DATA EXTRACT –
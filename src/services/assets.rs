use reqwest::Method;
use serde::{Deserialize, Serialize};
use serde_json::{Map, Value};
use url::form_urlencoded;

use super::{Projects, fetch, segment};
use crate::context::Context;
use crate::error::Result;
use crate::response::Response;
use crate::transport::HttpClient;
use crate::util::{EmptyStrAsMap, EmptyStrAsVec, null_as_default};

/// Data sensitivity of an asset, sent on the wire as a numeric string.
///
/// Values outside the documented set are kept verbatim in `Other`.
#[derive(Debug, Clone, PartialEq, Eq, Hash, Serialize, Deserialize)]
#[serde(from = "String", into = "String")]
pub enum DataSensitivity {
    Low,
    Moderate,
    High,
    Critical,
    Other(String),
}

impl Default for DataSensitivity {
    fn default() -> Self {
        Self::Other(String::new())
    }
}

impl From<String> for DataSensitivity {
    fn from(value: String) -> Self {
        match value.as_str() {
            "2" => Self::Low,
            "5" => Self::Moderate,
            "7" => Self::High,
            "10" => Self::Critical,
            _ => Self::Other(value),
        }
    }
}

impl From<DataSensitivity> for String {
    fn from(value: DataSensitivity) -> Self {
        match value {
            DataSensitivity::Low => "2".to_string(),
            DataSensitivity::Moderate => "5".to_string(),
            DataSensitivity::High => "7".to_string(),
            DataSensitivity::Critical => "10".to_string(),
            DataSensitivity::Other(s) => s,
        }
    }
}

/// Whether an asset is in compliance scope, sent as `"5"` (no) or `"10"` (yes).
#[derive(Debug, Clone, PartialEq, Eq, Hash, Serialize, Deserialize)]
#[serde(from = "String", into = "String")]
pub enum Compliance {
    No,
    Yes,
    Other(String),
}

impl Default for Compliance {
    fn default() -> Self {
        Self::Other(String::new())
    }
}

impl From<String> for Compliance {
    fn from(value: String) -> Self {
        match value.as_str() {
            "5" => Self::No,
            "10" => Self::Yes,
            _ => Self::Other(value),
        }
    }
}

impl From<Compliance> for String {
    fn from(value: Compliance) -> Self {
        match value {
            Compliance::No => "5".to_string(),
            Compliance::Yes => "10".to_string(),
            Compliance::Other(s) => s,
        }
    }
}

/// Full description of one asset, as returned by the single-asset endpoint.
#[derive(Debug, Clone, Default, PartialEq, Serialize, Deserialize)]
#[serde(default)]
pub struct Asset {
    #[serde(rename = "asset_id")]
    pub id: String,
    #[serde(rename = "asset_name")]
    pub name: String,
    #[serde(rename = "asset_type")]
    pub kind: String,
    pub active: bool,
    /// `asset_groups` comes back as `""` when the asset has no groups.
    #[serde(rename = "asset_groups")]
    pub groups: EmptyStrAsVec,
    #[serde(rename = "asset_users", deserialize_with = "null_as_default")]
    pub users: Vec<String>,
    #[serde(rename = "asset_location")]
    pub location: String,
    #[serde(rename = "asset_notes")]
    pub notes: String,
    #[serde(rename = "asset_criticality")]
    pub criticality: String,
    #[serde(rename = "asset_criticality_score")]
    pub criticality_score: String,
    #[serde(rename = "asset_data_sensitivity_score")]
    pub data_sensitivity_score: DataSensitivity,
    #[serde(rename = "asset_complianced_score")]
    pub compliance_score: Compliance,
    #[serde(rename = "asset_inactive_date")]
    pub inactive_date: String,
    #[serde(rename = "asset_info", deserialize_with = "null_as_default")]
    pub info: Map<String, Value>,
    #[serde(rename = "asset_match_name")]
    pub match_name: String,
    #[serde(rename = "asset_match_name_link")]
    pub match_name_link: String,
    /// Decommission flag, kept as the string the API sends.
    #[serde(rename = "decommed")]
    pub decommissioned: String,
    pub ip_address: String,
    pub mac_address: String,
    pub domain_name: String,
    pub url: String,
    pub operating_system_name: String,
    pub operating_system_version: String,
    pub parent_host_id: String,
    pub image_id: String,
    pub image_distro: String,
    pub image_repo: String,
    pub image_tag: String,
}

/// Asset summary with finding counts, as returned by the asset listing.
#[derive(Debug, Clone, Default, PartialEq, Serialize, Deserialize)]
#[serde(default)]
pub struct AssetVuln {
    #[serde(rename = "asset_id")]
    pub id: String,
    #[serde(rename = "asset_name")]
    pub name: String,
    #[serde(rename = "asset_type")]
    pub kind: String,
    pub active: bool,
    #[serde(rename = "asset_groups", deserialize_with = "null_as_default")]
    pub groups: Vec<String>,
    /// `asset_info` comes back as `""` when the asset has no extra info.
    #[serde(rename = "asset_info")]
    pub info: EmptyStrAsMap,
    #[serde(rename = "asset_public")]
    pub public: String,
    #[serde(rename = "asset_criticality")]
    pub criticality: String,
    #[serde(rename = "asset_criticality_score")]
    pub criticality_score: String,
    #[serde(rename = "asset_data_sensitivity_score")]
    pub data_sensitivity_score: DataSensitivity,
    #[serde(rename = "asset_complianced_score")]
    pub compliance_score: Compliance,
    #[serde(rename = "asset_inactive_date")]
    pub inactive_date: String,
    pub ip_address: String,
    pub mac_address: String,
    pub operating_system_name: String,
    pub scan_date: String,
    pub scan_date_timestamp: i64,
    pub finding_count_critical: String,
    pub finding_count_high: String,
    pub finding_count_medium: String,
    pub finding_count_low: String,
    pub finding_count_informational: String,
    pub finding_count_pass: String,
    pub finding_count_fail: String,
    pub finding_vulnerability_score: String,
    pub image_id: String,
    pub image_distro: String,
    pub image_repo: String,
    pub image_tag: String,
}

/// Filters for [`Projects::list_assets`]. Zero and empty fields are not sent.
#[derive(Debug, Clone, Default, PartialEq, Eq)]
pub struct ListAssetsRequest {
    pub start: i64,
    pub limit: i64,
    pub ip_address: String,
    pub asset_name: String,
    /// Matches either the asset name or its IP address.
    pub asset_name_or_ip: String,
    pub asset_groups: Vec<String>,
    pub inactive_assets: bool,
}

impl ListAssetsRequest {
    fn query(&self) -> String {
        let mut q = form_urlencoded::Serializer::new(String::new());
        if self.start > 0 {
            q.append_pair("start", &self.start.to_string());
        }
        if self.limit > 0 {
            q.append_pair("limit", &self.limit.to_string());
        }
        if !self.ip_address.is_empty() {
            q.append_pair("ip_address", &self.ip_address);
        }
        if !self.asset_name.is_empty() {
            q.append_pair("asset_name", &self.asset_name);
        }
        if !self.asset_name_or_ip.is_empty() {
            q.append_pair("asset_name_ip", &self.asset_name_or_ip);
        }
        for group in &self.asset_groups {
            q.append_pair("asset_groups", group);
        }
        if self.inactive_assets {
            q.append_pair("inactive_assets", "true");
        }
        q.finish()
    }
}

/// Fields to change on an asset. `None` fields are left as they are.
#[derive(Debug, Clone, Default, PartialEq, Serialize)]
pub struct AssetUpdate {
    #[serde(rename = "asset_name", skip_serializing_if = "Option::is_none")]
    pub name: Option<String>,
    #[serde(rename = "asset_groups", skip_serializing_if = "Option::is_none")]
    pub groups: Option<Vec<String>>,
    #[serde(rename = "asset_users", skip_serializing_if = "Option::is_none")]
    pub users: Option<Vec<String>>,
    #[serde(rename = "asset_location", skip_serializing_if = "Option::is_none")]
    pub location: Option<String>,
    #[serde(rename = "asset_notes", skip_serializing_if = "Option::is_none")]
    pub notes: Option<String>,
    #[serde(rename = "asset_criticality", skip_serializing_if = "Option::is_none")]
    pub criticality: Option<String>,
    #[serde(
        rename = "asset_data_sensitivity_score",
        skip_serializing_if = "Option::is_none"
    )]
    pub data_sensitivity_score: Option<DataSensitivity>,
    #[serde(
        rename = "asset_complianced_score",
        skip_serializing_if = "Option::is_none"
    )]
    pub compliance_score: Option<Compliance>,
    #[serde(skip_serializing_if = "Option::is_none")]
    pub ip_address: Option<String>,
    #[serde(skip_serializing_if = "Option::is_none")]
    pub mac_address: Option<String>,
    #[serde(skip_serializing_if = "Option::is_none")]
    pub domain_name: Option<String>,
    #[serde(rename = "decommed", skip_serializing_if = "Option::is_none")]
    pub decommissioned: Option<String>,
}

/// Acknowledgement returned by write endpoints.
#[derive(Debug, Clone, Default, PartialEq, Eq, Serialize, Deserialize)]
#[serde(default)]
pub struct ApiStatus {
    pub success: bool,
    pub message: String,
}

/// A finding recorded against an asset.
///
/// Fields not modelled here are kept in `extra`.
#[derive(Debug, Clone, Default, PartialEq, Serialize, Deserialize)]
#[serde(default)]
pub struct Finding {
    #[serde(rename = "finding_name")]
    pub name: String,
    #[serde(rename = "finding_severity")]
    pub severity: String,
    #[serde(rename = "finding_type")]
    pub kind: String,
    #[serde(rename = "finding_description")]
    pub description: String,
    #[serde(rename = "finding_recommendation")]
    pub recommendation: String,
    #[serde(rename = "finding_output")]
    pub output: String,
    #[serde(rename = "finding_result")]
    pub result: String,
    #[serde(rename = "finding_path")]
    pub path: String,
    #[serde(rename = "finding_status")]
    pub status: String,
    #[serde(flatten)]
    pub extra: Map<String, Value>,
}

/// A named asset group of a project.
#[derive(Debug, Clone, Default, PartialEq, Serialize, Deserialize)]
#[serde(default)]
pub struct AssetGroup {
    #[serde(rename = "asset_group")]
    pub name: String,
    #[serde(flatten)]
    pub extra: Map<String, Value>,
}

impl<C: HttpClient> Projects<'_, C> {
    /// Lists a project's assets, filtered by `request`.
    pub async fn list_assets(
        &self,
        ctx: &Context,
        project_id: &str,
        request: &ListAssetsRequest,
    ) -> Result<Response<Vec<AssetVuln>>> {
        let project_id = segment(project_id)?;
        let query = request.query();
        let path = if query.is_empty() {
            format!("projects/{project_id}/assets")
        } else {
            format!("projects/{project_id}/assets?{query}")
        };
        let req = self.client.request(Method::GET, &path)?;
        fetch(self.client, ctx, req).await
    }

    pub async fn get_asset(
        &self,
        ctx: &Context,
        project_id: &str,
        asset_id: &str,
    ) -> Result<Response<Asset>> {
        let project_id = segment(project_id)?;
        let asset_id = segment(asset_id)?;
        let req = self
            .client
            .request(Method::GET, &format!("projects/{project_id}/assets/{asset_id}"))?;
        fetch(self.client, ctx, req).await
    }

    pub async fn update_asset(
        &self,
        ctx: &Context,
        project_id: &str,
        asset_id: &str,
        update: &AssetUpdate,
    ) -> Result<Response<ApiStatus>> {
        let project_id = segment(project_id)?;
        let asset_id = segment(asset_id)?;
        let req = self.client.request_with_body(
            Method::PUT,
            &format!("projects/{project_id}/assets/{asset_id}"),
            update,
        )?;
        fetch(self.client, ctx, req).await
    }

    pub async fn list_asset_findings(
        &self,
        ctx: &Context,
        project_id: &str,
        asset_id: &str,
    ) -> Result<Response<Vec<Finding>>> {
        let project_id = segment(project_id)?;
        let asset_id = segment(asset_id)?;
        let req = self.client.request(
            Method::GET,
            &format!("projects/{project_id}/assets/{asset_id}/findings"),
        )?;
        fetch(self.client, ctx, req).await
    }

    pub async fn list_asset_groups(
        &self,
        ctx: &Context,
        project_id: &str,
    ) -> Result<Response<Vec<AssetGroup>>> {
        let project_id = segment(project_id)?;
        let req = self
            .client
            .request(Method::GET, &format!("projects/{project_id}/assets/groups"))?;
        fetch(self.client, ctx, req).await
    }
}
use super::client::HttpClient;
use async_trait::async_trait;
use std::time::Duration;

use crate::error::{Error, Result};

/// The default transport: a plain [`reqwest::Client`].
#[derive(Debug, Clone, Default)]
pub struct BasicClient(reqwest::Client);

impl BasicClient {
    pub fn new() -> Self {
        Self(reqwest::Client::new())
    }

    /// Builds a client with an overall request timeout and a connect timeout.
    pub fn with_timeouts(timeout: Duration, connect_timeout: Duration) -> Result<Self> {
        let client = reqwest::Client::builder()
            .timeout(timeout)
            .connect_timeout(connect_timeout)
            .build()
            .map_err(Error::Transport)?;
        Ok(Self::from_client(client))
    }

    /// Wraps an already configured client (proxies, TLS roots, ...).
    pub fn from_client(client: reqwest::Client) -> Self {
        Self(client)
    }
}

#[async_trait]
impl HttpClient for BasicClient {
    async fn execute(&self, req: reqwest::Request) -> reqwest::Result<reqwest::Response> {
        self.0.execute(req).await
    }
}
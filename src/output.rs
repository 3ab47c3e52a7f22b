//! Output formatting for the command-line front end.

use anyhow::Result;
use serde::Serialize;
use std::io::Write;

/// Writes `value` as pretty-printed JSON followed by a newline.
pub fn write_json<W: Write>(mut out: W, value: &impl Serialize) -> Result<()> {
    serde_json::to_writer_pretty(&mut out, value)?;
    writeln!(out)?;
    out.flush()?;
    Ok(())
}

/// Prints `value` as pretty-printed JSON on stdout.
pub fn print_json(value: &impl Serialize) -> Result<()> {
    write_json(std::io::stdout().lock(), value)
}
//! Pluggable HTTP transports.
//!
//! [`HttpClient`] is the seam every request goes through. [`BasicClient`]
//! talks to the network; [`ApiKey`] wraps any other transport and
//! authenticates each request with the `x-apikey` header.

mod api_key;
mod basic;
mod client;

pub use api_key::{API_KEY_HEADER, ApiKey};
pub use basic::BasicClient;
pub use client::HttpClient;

GOAL OF THE EXERCISE –
Your answer must consist solely of the lines above between the line holding "no extra info." and the line holding "#[derive(Debug, Clone, Default, PartialEq, Eq)]", inclusive, copied exactly.

EXERCISE RESPONSE –
    /// `asset_info` comes back as `""` when the asset has no extra info.
    #[serde(rename = "asset_info")]
    pub info: EmptyStrAsMap,
    #[serde(rename = "asset_public")]
    pub public: String,
    #[serde(rename = "asset_criticality")]
    pub criticality: String,
    #[serde(rename = "asset_criticality_score")]
    pub criticality_score: String,
    #[serde(rename = "asset_data_sensitivity_score")]
    pub data_sensitivity_score: DataSensitivity,
    #[serde(rename = "asset_complianced_score")]
    pub compliance_score: Compliance,
    #[serde(rename = "asset_inactive_date")]
    pub inactive_date: String,
    pub ip_address: String,
    pub mac_address: String,
    pub operating_system_name: String,
    pub scan_date: String,
    pub scan_date_timestamp: i64,
    pub finding_count_critical: String,
    pub finding_count_high: String,
    pub finding_count_medium: String,
    pub finding_count_low: String,
    pub finding_count_informational: String,
    pub finding_count_pass: String,
    pub finding_count_fail: String,
    pub finding_vulnerability_score: String,
    pub image_id: String,
    pub image_distro: String,
    pub image_repo: String,
    pub image_tag: String,
}

/// Filters for [`Projects::list_assets`]. Zero and empty fields are not sent.
#[derive(Debug, Clone, Default, PartialEq, Eq)]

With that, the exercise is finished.